BRIEF: Write down, unchanged, the entries from the first line through the line holding "use secrecy::ExposeSecret;". Include no other line.

Stored data:
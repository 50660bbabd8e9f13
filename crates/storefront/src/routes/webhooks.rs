//! Content webhook receiver.
//!
//! The CMS posts `{action, post_id, post_type}` when content changes. An
//! updated product drops its cached copies so the next read goes upstream.

use axum::{Json, body::Bytes, extract::State, http::HeaderMap};
use base64::{Engine, engine::general_purpose::STANDARD as BASE64};
use hmac::{Hmac, Mac};
use secrecy::ExposeSecret;
use serde::Deserialize;
use serde_json::{Value, json};
use sha2::Sha256;
use threadline_core::ProductId;
use tracing::{debug, info, instrument, warn};

use crate::error::{AppError, Result};
use crate::state::AppState;

/// Header carrying the base64 HMAC-SHA256 of the raw body.
pub const SIGNATURE_HEADER: &str = "x-wc-webhook-signature";

type HmacSha256 = Hmac<Sha256>;

/// Webhook payload.
#[derive(Debug, Deserialize)]
pub struct ContentEvent {
    pub action: String,
    /// Sent as a number or a numeric string.
    #[serde(default)]
    pub post_id: Value,
    pub post_type: String,
}

impl ContentEvent {
    fn product_id(&self) -> Option<ProductId> {
        match &self.post_id {
            Value::Number(n) => n.as_i64().map(ProductId::new),
            Value::String(s) => s.parse().ok(),
            _ => None,
        }
    }
}

/// Check `signature` against the HMAC of `body`.
///
/// Comparison goes through `Mac::verify_slice`, which is constant-time.
#[must_use]
pub fn verify_signature(secret: &str, body: &[u8], signature: &str) -> bool {
    let Ok(expected) = BASE64.decode(signature.trim()) else {
        return false;
    };
    let Ok(mut mac) = HmacSha256::new_from_slice(secret.as_bytes()) else {
        return false;
    };
    mac.update(body);
    mac.verify_slice(&expected).is_ok()
}

/// Base64 HMAC-SHA256 of `body`, as the CMS computes it.
#[must_use]
pub fn sign(secret: &str, body: &[u8]) -> String {
    let Ok(mut mac) = HmacSha256::new_from_slice(secret.as_bytes()) else {
        return String::new();
    };
    mac.update(body);
    BASE64.encode(mac.finalize().into_bytes())
}

/// POST /api/webhooks/wordpress
///
/// When `WEBHOOK_SECRET` is configured the signature header is required.
#[instrument(skip_all)]
pub async fn wordpress(
    State(state): State<AppState>,
    headers: HeaderMap,
    body: Bytes,
) -> Result<Json<Value>> {
    if let Some(secret) = &state.config().webhook_secret {
        let signature = headers
            .get(SIGNATURE_HEADER)
            .and_then(|v| v.to_str().ok())
            .unwrap_or_default();
        if !verify_signature(secret.expose_secret(), &body, signature) {
            warn!("Rejecting webhook with bad signature");
            return Err(AppError::Unauthorized("Invalid webhook signature".to_string()));
        }
    }

    let event: ContentEvent = serde_json::from_slice(&body).map_err(|e| {
        debug!(error = %e, "Malformed webhook payload");
        AppError::BadRequest("Invalid webhook".to_string())
    })?;

    if event.action == "updated" && event.post_type == "product" {
        match event.product_id() {
            Some(id) => {
                state.catalog().invalidate_product(id).await;
                info!(product_id = %id, "Product cache invalidated");
            }
            None => warn!(post_id = %event.post_id, "Product webhook without a usable id"),
        }
    } else {
        debug!(action = %event.action, post_type = %event.post_type, "Ignoring webhook");
    }

    Ok(Json(json!({ "success": true })))
}

#[cfg(test)]
#[allow(clippy::unwrap_used)]
mod tests {
    use super::*;

    #[test]
    fn test_signature_roundtrip() {
        let body = br#"{"action":"updated","post_id":3,"post_type":"product"}"#;
        let signature = sign("s3cret-value", body);
        assert!(verify_signature("s3cret-value", body, &signature));
    }

    #[test]
    fn test_signature_rejects_tampered_body() {
        let signature = sign("s3cret-value", b"original");
        assert!(!verify_signature("s3cret-value", b"tampered", &signature));
    }

    #[test]
    fn test_signature_rejects_garbage() {
        assert!(!verify_signature("s3cret-value", b"body", "not base64!!"));
        assert!(!verify_signature("s3cret-value", b"body", ""));
    }

    #[test]
    fn test_post_id_number_or_string() {
        let numeric: ContentEvent =
            serde_json::from_str(r#"{"action":"updated","post_id":42,"post_type":"product"}"#)
                .unwrap();
        assert_eq!(numeric.product_id(), Some(ProductId::new(42)));

        let text: ContentEvent =
            serde_json::from_str(r#"{"action":"updated","post_id":"42","post_type":"product"}"#)
                .unwrap();
        assert_eq!(text.product_id(), Some(ProductId::new(42)));

        let missing: ContentEvent =
            serde_json::from_str(r#"{"action":"updated","post_type":"product"}"#).unwrap();
        assert_eq!(missing.product_id(), None);
    }
}
//! Rate limiting middleware using governor and `tower_governor`.
//!
//! The JSON API allows 100 requests per 15 minutes per client IP, with the
//! full allowance available as a burst.

use std::net::{IpAddr, SocketAddr};
use std::sync::Arc;

use axum::Json;
use axum::body::Body;
use axum::extract::ConnectInfo;
use axum::http::{HeaderValue, Request, StatusCode, header::RETRY_AFTER};
use axum::middleware::Next;
use axum::response::{IntoResponse, Response};
use governor::clock::QuantaInstant;
use serde_json::json;
use governor::middleware::NoOpMiddleware;
use tower_governor::{GovernorError, GovernorLayer, governor::GovernorConfigBuilder};

/// Requests allowed per window.
pub const API_BURST: u32 = 100;

/// Seconds to replenish one request (15 minutes / 100).
pub const API_REPLENISH_SECONDS: u64 = 9;

/// `Retry-After` sent with a rejection: the whole 15-minute window.
pub const RETRY_AFTER_SECONDS: u32 = 900;

// =============================================================================
// Client IP Key Extractor
// =============================================================================

/// Key extractor that trusts proxy headers, then the socket peer address.
///
/// Order: `CF-Connecting-IP`, first `X-Forwarded-For` hop, `X-Real-IP`,
/// `X-Client-IP`, connection peer.
#[derive(Clone, Copy)]
pub struct ClientIpKeyExtractor;

fn header_ip<T>(req: &Request<T>, name: &str) -> Option<IpAddr> {
    req.headers()
        .get(name)
        .and_then(|v| v.to_str().ok())
        .and_then(|s| s.split(',').next())
        .and_then(|s| s.trim().parse::<IpAddr>().ok())
}

impl tower_governor::key_extractor::KeyExtractor for ClientIpKeyExtractor {
    type Key = IpAddr;

    fn extract<T>(&self, req: &Request<T>) -> Result<Self::Key, GovernorError> {
        ["cf-connecting-ip", "x-forwarded-for", "x-real-ip", "x-client-ip"]
            .into_iter()
            .find_map(|name| header_ip(req, name))
            .or_else(|| {
                req.extensions()
                    .get::<ConnectInfo<SocketAddr>>()
                    .map(|ConnectInfo(addr)| addr.ip())
            })
            .ok_or(GovernorError::UnableToExtractKey)
    }
}

// =============================================================================
// Rate Limiter Configuration
// =============================================================================

/// Rate limiter layer type for Axum.
pub type RateLimiterLayer =
    GovernorLayer<ClientIpKeyExtractor, NoOpMiddleware<QuantaInstant>, axum::body::Body>;

/// Create rate limiter for the JSON API: 100 requests per 15 minutes per IP.
///
/// # Panics
///
/// This function will not panic. The configuration uses only valid positive
/// integers (`per_second(9)` and `burst_size(100)`), which are always
/// accepted by `GovernorConfigBuilder`.
#[must_use]
pub fn api_rate_limiter() -> RateLimiterLayer {
    let config = GovernorConfigBuilder::default()
        .key_extractor(ClientIpKeyExtractor)
        .per_second(API_REPLENISH_SECONDS)
        .burst_size(API_BURST)
        .finish()
        .expect("rate limiter config with per_second(9) and burst_size(100) is valid");
    GovernorLayer::new(Arc::new(config))
}

/// Rewrite the limiter's rejection into the API's JSON error shape.
///
/// Clients are told to retry after the full window.
pub async fn rate_limit_response_middleware(request: Request<Body>, next: Next) -> Response {
    let response = next.run(request).await;
    if response.status() != StatusCode::TOO_MANY_REQUESTS {
        return response;
    }

    tracing::debug!("Rate limit exceeded");
    (
        StatusCode::TOO_MANY_REQUESTS,
        [(RETRY_AFTER, HeaderValue::from(RETRY_AFTER_SECONDS))],
        Json(json!({ "error": "Too many requests" })),
    )
        .into_response()
}
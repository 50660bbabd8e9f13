//! Catalog route handlers.
//!
//! All upstream reads go through the read-through cache.

use std::collections::BTreeMap;

use axum::{
    Json,
    extract::{Path, Query, State},
};
use serde::{Deserialize, Serialize};
use threadline_core::{
    DisplayPricing, Product, ProductFilter, ProductId, ProductSort, Variation, attribute_slug,
    default_selection, select_variation,
};
use tracing::instrument;

use crate::cart::DemoCatalog;
use crate::commerce::{Category, ProductPage};
use crate::error::{AppError, Result};
use crate::state::AppState;

/// Default page size for product listings.
const DEFAULT_PER_PAGE: u32 = 20;

/// Largest page size the commerce API accepts.
const MAX_PER_PAGE: u32 = 100;

/// Query parameters for product listings.
#[derive(Debug, Deserialize)]
pub struct ListQuery {
    pub page: Option<u32>,
    pub per_page: Option<u32>,
    pub category: Option<String>,
    pub search: Option<String>,
    #[serde(default)]
    pub sort: ProductSort,
}

impl ListQuery {
    fn filter(&self) -> ProductFilter {
        ProductFilter {
            category: self.category.clone(),
            search: self.search.clone(),
            sort: self.sort,
        }
    }

    fn page(&self) -> u32 {
        self.page.unwrap_or(1).max(1)
    }

    fn per_page(&self) -> u32 {
        self.per_page.unwrap_or(DEFAULT_PER_PAGE).clamp(1, MAX_PER_PAGE)
    }
}

/// Resolved pricing plus the selection it was resolved for.
#[derive(Debug, Serialize)]
pub struct PricingResponse {
    pub product_id: ProductId,
    pub selection: BTreeMap<String, String>,
    #[serde(flatten)]
    pub pricing: DisplayPricing,
}

/// Product page, narrowed by `category` and `search` and ordered by `sort`.
///
/// Filters apply to the fetched page; the pagination totals stay upstream's.
#[instrument(skip(state))]
pub async fn list_products(
    State(state): State<AppState>,
    Query(query): Query<ListQuery>,
) -> Result<Json<ProductPage>> {
    let mut page = state
        .catalog()
        .list_products(query.page(), query.per_page())
        .await?;
    let filter = query.filter();
    if !filter.is_noop() {
        page.products = filter.apply(page.products);
    }
    Ok(Json(page))
}

/// Product detail.
#[instrument(skip(state), fields(product_id = %id))]
pub async fn get_product(
    State(state): State<AppState>,
    Path(id): Path<ProductId>,
) -> Result<Json<Product>> {
    let product = fetch_product(&state, id).await?;
    Ok(Json(product))
}

/// Variations of a product. Empty for simple products.
#[instrument(skip(state), fields(product_id = %id))]
pub async fn list_variations(
    State(state): State<AppState>,
    Path(id): Path<ProductId>,
) -> Result<Json<Vec<Variation>>> {
    let variations = state.catalog().list_variations(id).await?;
    Ok(Json(variations))
}

/// Display pricing for an attribute selection.
///
/// Query keys are attribute names (slugged on the way in). With no
/// selection the product's default attributes are used; a partial or
/// unmatched selection falls back to the base product's pricing.
#[instrument(skip(state, params), fields(product_id = %id))]
pub async fn pricing(
    State(state): State<AppState>,
    Path(id): Path<ProductId>,
    Query(params): Query<BTreeMap<String, String>>,
) -> Result<Json<PricingResponse>> {
    let product = fetch_product(&state, id).await?;

    let mut selection: BTreeMap<String, String> = params
        .into_iter()
        .map(|(name, value)| (attribute_slug(&name), value))
        .filter(|(_, value)| !value.is_empty())
        .collect();
    if selection.is_empty() {
        selection = default_selection(&product);
    }

    let variations = if product.is_variable() {
        state.catalog().list_variations(id).await?
    } else {
        Vec::new()
    };
    let selected = select_variation(&product, &variations, &selection);

    Ok(Json(PricingResponse {
        product_id: id,
        pricing: DisplayPricing::resolve(&product, selected),
        selection,
    }))
}

/// All categories.
#[instrument(skip(state))]
pub async fn list_categories(State(state): State<AppState>) -> Result<Json<Vec<Category>>> {
    let categories = state.catalog().list_categories().await?;
    Ok(Json(categories))
}

/// The static demo catalog.
pub async fn demo_products() -> Json<&'static [Product]> {
    Json(DemoCatalog::global().products())
}

async fn fetch_product(state: &AppState, id: ProductId) -> Result<Product> {
    state.catalog().get_product(id).await.map_err(|e| {
        if e.is_not_found() {
            AppError::NotFound(format!("product {id}"))
        } else {
            e.into()
        }
    })
}
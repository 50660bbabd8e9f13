//! Toast route handlers.

use axum::{Json, extract::Path, http::StatusCode};
use chrono::Utc;
use tower_sessions::Session;
use uuid::Uuid;

use crate::toast::{Toast, ToastStore};

/// Active toasts. Expired ones are pruned from the session.
pub async fn list(session: Session) -> Json<Vec<Toast>> {
    let mut store = ToastStore::load(&session).await;
    let before = store.len();
    let active = store.active(Utc::now()).to_vec();
    if store.len() != before {
        store.save(&session).await;
    }
    Json(active)
}

/// Dismiss a toast. Unknown ids are a no-op.
pub async fn dismiss(session: Session, Path(id): Path<Uuid>) -> StatusCode {
    let mut store = ToastStore::load(&session).await;
    if store.remove(id) {
        store.save(&session).await;
    }
    StatusCode::NO_CONTENT
}
//! Stateless payment-intent and order creation endpoints.
//!
//! These take the cart lines and customer in the request body instead of
//! reading the session.

use axum::{
    Json,
    extract::{State, rejection::JsonRejection},
};
use rust_decimal::Decimal;
use serde::{Deserialize, Serialize};
use threadline_core::{CartLineItem, CustomerInfo, OrderId, PaymentMethod, ProductId};
use tracing::{error, info, instrument};

use crate::checkout::build_order_request;
use crate::error::{AppError, Result, add_breadcrumb};
use crate::payments::PaymentIntentRequest;
use crate::state::AppState;

/// A cart line as posted by the browser.
#[derive(Debug, Clone, Deserialize)]
pub struct OrderItem {
    pub id: ProductId,
    pub quantity: u32,
    #[serde(default)]
    pub price: Decimal,
    #[serde(default)]
    pub name: String,
}

impl From<OrderItem> for CartLineItem {
    fn from(item: OrderItem) -> Self {
        Self {
            product_id: item.id,
            quantity: item.quantity,
            unit_price: item.price,
            name: item.name,
            image_url: String::new(),
            category: String::new(),
        }
    }
}

/// Body of `POST /api/create-payment-intent`.
#[derive(Debug, Deserialize)]
#[serde(rename_all = "camelCase")]
pub struct CreatePaymentIntentBody {
    #[serde(default)]
    pub items: Vec<OrderItem>,
    #[serde(default)]
    pub customer_info: Option<CustomerInfo>,
}

#[derive(Debug, Serialize)]
#[serde(rename_all = "camelCase")]
pub struct CreatePaymentIntentResponse {
    pub client_secret: String,
    pub payment_intent_id: String,
}

/// Body of `POST /api/create-order`.
#[derive(Debug, Deserialize)]
#[serde(rename_all = "camelCase")]
pub struct CreateOrderBody {
    #[serde(default)]
    pub items: Vec<OrderItem>,
    #[serde(default)]
    pub customer_info: Option<CustomerInfo>,
    #[serde(default)]
    pub payment_method: Option<String>,
    #[serde(default)]
    pub payment_method_title: Option<String>,
    #[serde(default)]
    pub is_paid: bool,
    #[serde(default)]
    pub stripe_payment_intent_id: Option<String>,
}

#[derive(Debug, Serialize)]
#[serde(rename_all = "camelCase")]
pub struct CreateOrderResponse {
    pub success: bool,
    pub order_id: OrderId,
    pub order_number: String,
    pub order_status: String,
    pub order_total: String,
    pub message: &'static str,
}

fn bad_body(rejection: &JsonRejection) -> AppError {
    AppError::BadRequest(format!("Invalid request body: {}", rejection.body_text()))
}

/// Create a payment intent for the posted items.
///
/// Amount is `Σ(price × quantity)` in minor units of the store currency.
#[instrument(skip(state, body))]
pub async fn create_payment_intent(
    State(state): State<AppState>,
    body: std::result::Result<Json<CreatePaymentIntentBody>, JsonRejection>,
) -> Result<Json<CreatePaymentIntentResponse>> {
    let Json(body) = body.map_err(|e| bad_body(&e))?;
    if body.items.is_empty() {
        return Err(AppError::BadRequest("No items in cart".to_string()));
    }

    let items: Vec<CartLineItem> = body.items.into_iter().map(CartLineItem::from).collect();
    let customer = body.customer_info.unwrap_or_default();
    let request =
        PaymentIntentRequest::for_items(&items, &customer, state.config().currency, None);

    let intent = state.payments().create_intent(&request).await.map_err(|e| {
        error!(error = %e, "Failed to create payment intent");
        AppError::Upstream("Failed to create payment intent")
    })?;

    info!(payment_intent_id = %intent.id, amount = request.amount, "Payment intent created");
    Ok(Json(CreatePaymentIntentResponse {
        client_secret: intent.client_secret,
        payment_intent_id: intent.id,
    }))
}

/// Create an order upstream from the posted items and customer.
///
/// Payment method defaults to pay-on-delivery. A supplied method or title
/// string is passed through unchanged.
#[instrument(skip(state, body))]
pub async fn create_order(
    State(state): State<AppState>,
    body: std::result::Result<Json<CreateOrderBody>, JsonRejection>,
) -> Result<Json<CreateOrderResponse>> {
    let Json(body) = body.map_err(|e| bad_body(&e))?;
    if body.items.is_empty() {
        return Err(AppError::BadRequest("No items in order".to_string()));
    }
    let Some(customer) = body.customer_info else {
        return Err(AppError::BadRequest(
            "Customer information is required".to_string(),
        ));
    };

    let method = match body.payment_method.as_deref() {
        Some(m) if m == PaymentMethod::HostedCard.as_str() => PaymentMethod::HostedCard,
        _ => PaymentMethod::PayOnDelivery,
    };
    let items: Vec<CartLineItem> = body.items.into_iter().map(CartLineItem::from).collect();

    let mut request = build_order_request(
        &items,
        &customer,
        method,
        body.is_paid,
        body.stripe_payment_intent_id.as_deref(),
    );
    if let Some(raw) = body.payment_method.filter(|m| !m.is_empty()) {
        request.payment_method = raw;
    }
    if let Some(title) = body.payment_method_title.filter(|t| !t.is_empty()) {
        request.payment_method_title = title;
    }

    let order = state.orders().create_order(&request).await.map_err(|e| {
        error!(error = %e, "Failed to create order");
        AppError::Upstream("Failed to create order in WooCommerce")
    })?;

    add_breadcrumb(
        "order",
        "Order created",
        Some(&[("order_number", order.number.as_str())]),
    );
    info!(order_id = %order.id, order_number = %order.number, "Order created");

    Ok(Json(CreateOrderResponse {
        success: true,
        order_id: order.id,
        order_number: order.number,
        order_status: order.status,
        order_total: order.total,
        message: "Order created successfully",
    }))
}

RESULT:
repository 50660bbabd8e9f13
filename crates/storefront/src/routes/webhooks.rs
//! Content webhook receiver.
//!
//! The CMS posts `{action, post_id, post_type}` when content changes. An
//! updated product drops its cached copies so the next read goes upstream.

use axum::{Json, body::Bytes, extract::State, http::HeaderMap};
use base64::{Engine, engine::general_purpose::STANDARD as BASE64};
use hmac::{Hmac, Mac};
use secrecy::ExposeSecret;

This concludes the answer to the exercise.